Se estrenó el episodio N° 50 de CoNverSo, el ciclo de entrevistas que conduce Fabricio Lucio y produce En Línea Noticias con la dirección de Jorge Alberto Scotton.

En esta edición participaron Daniel Amestoy y Daniel Cavalli, exintegrantes de Añoranza, quienes repasaron uno de los hitos centrales del grupo: su consagración en el Festival de Cosquín de 1976.

“Fueron los cincuenta años de que ganamos el Festival de Cosquín”, recordó Amestoy al ubicar el momento dentro de la historia del grupo. En ese sentido, detalló el proceso previo: “En el ‘73 éramos trío, en el ‘74 cuarteto, en el ‘75 armamos el quinteto y en el ‘76 fuimos a Cosquín y ganamos”.

El quinteto y la búsqueda de un sonido

La consolidación como quinteto fue determinante. “El sonido que uno pretendía lo encontramos recién con la suma de cinco voces”, explicó Amestoy, en referencia a una búsqueda estética que coincidía con el auge de los grupos vocales en el folklore.

Cavalli sintetizó ese recorrido: “Ahí se conforma el quinteto y arranca el camino”.

Un Cosquín distinto

El contexto del festival también era diferente al actual. “Había un jurado técnico y un jurado popular. La plaza te levantaba o te dejaba de lado”, explicó Amestoy.

En esa línea, precisó: “La canción que ganó por jurado técnico fue ‘Antigua muchacha’, de Hamlet Lima Quintana y Oscar Alem”.

Una noche que desbordó el escenario

Uno de los momentos más recordados fue la reacción del público durante la presentación. “Tuvimos que volver tres veces. No nos querían bajar”, contó Cavalli.

“La gente gritaba para que siguiéramos”, agregó, mientras que Amestoy completó: “Llegó un momento que no teníamos más para cantar”.
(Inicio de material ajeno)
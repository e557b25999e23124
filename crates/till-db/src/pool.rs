//! # Database Pool Management
//!
//! Connection pool creation and configuration for SQLite.
//!
//! ## WAL Mode
//! SQLite WAL (Write-Ahead Logging) mode is enabled for:
//! - Better concurrent read performance
//! - Readers don't block writers, writers don't block readers
//! - Better crash recovery
//!
//! Several registers may share one store database; WAL keeps the reporting
//! reads from blocking checkout writes.

use sqlx::sqlite::{SqliteConnectOptions, SqliteJournalMode, SqlitePoolOptions, SqliteSynchronous};
use sqlx::SqlitePool;
use std::path::PathBuf;
use std::str::FromStr;
use std::time::Duration;
use tracing::{debug, info};

use till_engine::{EngineConfig, SaleEngine};

use crate::error::{DbError, DbResult};
use crate::migrations;
use crate::repository::product::ProductRepository;
use crate::repository::sale::SaleRepository;

// =============================================================================
// Configuration
// =============================================================================

/// Database configuration.
///
/// ## Example
/// ```rust,ignore
/// let config = DbConfig::new("/var/lib/tillpoint/till.db")
///     .max_connections(5)
///     .min_connections(1);
/// ```
#[derive(Debug, Clone)]
pub struct DbConfig {
    /// Path to the SQLite database file.
    pub database_path: PathBuf,

    /// Maximum number of connections in the pool.
    /// Default: 5 (sufficient for a local register)
    pub max_connections: u32,

    /// Minimum number of connections to keep alive.
    /// Default: 1
    pub min_connections: u32,

    /// Connection timeout duration.
    /// Default: 30 seconds
    pub connect_timeout: Duration,

    /// Idle timeout before closing a connection.
    /// Default: 10 minutes
    pub idle_timeout: Duration,

    /// Whether to run migrations on connect.
    /// Default: true
    pub run_migrations: bool,
}

impl DbConfig {
    /// Creates a new database configuration with the given path.
    /// The file is created if it doesn't exist.
    pub fn new(path: impl Into<PathBuf>) -> Self {
        DbConfig {
            database_path: path.into(),
            max_connections: 5,
            min_connections: 1,
            connect_timeout: Duration::from_secs(30),
            idle_timeout: Duration::from_secs(600),
            run_migrations: true,
        }
    }

    /// Sets the maximum number of connections.
    pub fn max_connections(mut self, max: u32) -> Self {
        self.max_connections = max;
        self
    }

    /// Sets the minimum number of connections.
    pub fn min_connections(mut self, min: u32) -> Self {
        self.min_connections = min;
        self
    }

    /// Sets the connection timeout.
    pub fn connect_timeout(mut self, timeout: Duration) -> Self {
        self.connect_timeout = timeout;
        self
    }

    /// Sets whether to run migrations on connect.
    pub fn run_migrations(mut self, run: bool) -> Self {
        self.run_migrations = run;
        self
    }

    /// Creates an in-memory database configuration (for testing).
    ///
    /// The database is private to its single connection and disappears when
    /// the pool closes.
    pub fn in_memory() -> Self {
        DbConfig {
            database_path: PathBuf::from(":memory:"),
            max_connections: 1, // In-memory requires single connection
            min_connections: 1,
            connect_timeout: Duration::from_secs(5),
            idle_timeout: Duration::from_secs(60),
            run_migrations: true,
        }
    }
}

// =============================================================================
// Database
// =============================================================================

/// Main database handle providing repository and engine access.
///
/// ## Usage
/// ```rust,ignore
/// let db = Database::new(DbConfig::new("./till.db")).await?;
///
/// let engine = db.engine();
/// let sale = engine.create_sale("cashier-7").await?;
/// ```
#[derive(Debug, Clone)]
pub struct Database {
    pool: SqlitePool,
}

impl Database {
    /// Creates a new database connection pool.
    ///
    /// ## What This Does
    /// 1. Creates the database file if it doesn't exist
    /// 2. Configures SQLite: WAL mode, NORMAL synchronous, foreign keys on
    /// 3. Creates the connection pool
    /// 4. Runs migrations (if enabled)
    pub async fn new(config: DbConfig) -> DbResult<Self> {
        info!(
            path = %config.database_path.display(),
            "Initializing database connection"
        );

        // sqlite://path creates the file when mode=rwc
        let connect_url = format!("sqlite://{}?mode=rwc", config.database_path.display());

        let connect_options = SqliteConnectOptions::from_str(&connect_url)
            .map_err(|e| DbError::ConnectionFailed(e.to_string()))?
            // WAL mode: readers don't block writers and vice versa
            .journal_mode(SqliteJournalMode::Wal)
            // NORMAL synchronous: safe from corruption, may lose the last
            // transaction on power failure
            .synchronous(SqliteSynchronous::Normal)
            // SQLite ships with foreign keys off; the sale_items cascade
            // depends on them
            .foreign_keys(true)
            .create_if_missing(true);

        debug!("Connection options configured");

        let pool = SqlitePoolOptions::new()
            .max_connections(config.max_connections)
            .min_connections(config.min_connections)
            .acquire_timeout(config.connect_timeout)
            .idle_timeout(Some(config.idle_timeout))
            .connect_with(connect_options)
            .await
            .map_err(|e| DbError::ConnectionFailed(e.to_string()))?;

        info!(
            max_connections = config.max_connections,
            "Database pool created"
        );

        let db = Database { pool };

        if config.run_migrations {
            db.run_migrations().await?;
        }

        Ok(db)
    }

    /// Runs database migrations. Idempotent; automatically called by `new()`
    /// unless disabled in the config.
    pub async fn run_migrations(&self) -> DbResult<()> {
        migrations::run_migrations(&self.pool).await
    }

    /// Returns a reference to the connection pool, for queries not covered
    /// by the repositories.
    pub fn pool(&self) -> &SqlitePool {
        &self.pool
    }

    /// Returns the product repository (catalog store).
    pub fn products(&self) -> ProductRepository {
        ProductRepository::new(self.pool.clone())
    }

    /// Returns the sale repository (sale ledger).
    pub fn sales(&self) -> SaleRepository {
        SaleRepository::new(self.pool.clone())
    }

    /// Returns a sale engine wired to this database with defaults.
    pub fn engine(&self) -> SaleEngine<ProductRepository, SaleRepository> {
        SaleEngine::new(self.products(), self.sales())
    }

    /// Returns a sale engine wired to this database with an explicit
    /// configuration (tax rate, retry limit).
    pub fn engine_with_config(
        &self,
        config: EngineConfig,
    ) -> SaleEngine<ProductRepository, SaleRepository> {
        SaleEngine::with_config(self.products(), self.sales(), config)
    }

    /// Closes the database connection pool. All repository operations fail
    /// afterwards.
    pub async fn close(&self) {
        info!("Closing database connection pool");
        self.pool.close().await;
    }

    /// Checks if the database is healthy (can execute queries).
    pub async fn health_check(&self) -> bool {
        sqlx::query("SELECT 1").execute(&self.pool).await.is_ok()
    }
}

// =============================================================================
// Unit Tests
// =============================================================================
Ante esa situación, el grupo improvisó. “Nos pusimos a hacer otras cosas, incluso imitaciones. Y eso conectó con el público”, explicó Cavalli.

La repercusión no quedó solo en esa noche. “Después de la primera noche nos invitaron a una peña. Empezamos a cantar ahí y ya teníamos hinchada”, recordó Cavalli.

“Íbamos a la plaza y ya éramos locales”, resumió.

Antes de ese momento, el camino estuvo marcado por el esfuerzo. “Cantábamos en todos lados y guardábamos parte de lo que ganábamos para poder viajar”, explicó Amestoy.

También mencionó las dificultades laborales: “Había que pedir días en el trabajo para irse quince días”.

Cavalli, por su parte, recordó las condiciones del viaje: “Nos ayudaron como pudieron. Nos dieron hasta comida para el camino”.

La consagración en Cosquín significó un cambio en la trayectoria del grupo. “Era una medalla que te ponías. Te empezaban a llamar de todos lados”, afirmó Amestoy.

Ese reconocimiento marcó el inicio de una etapa de mayor presencia en festivales y escenarios, consolidando a Añoranza dentro del circuito folklórico.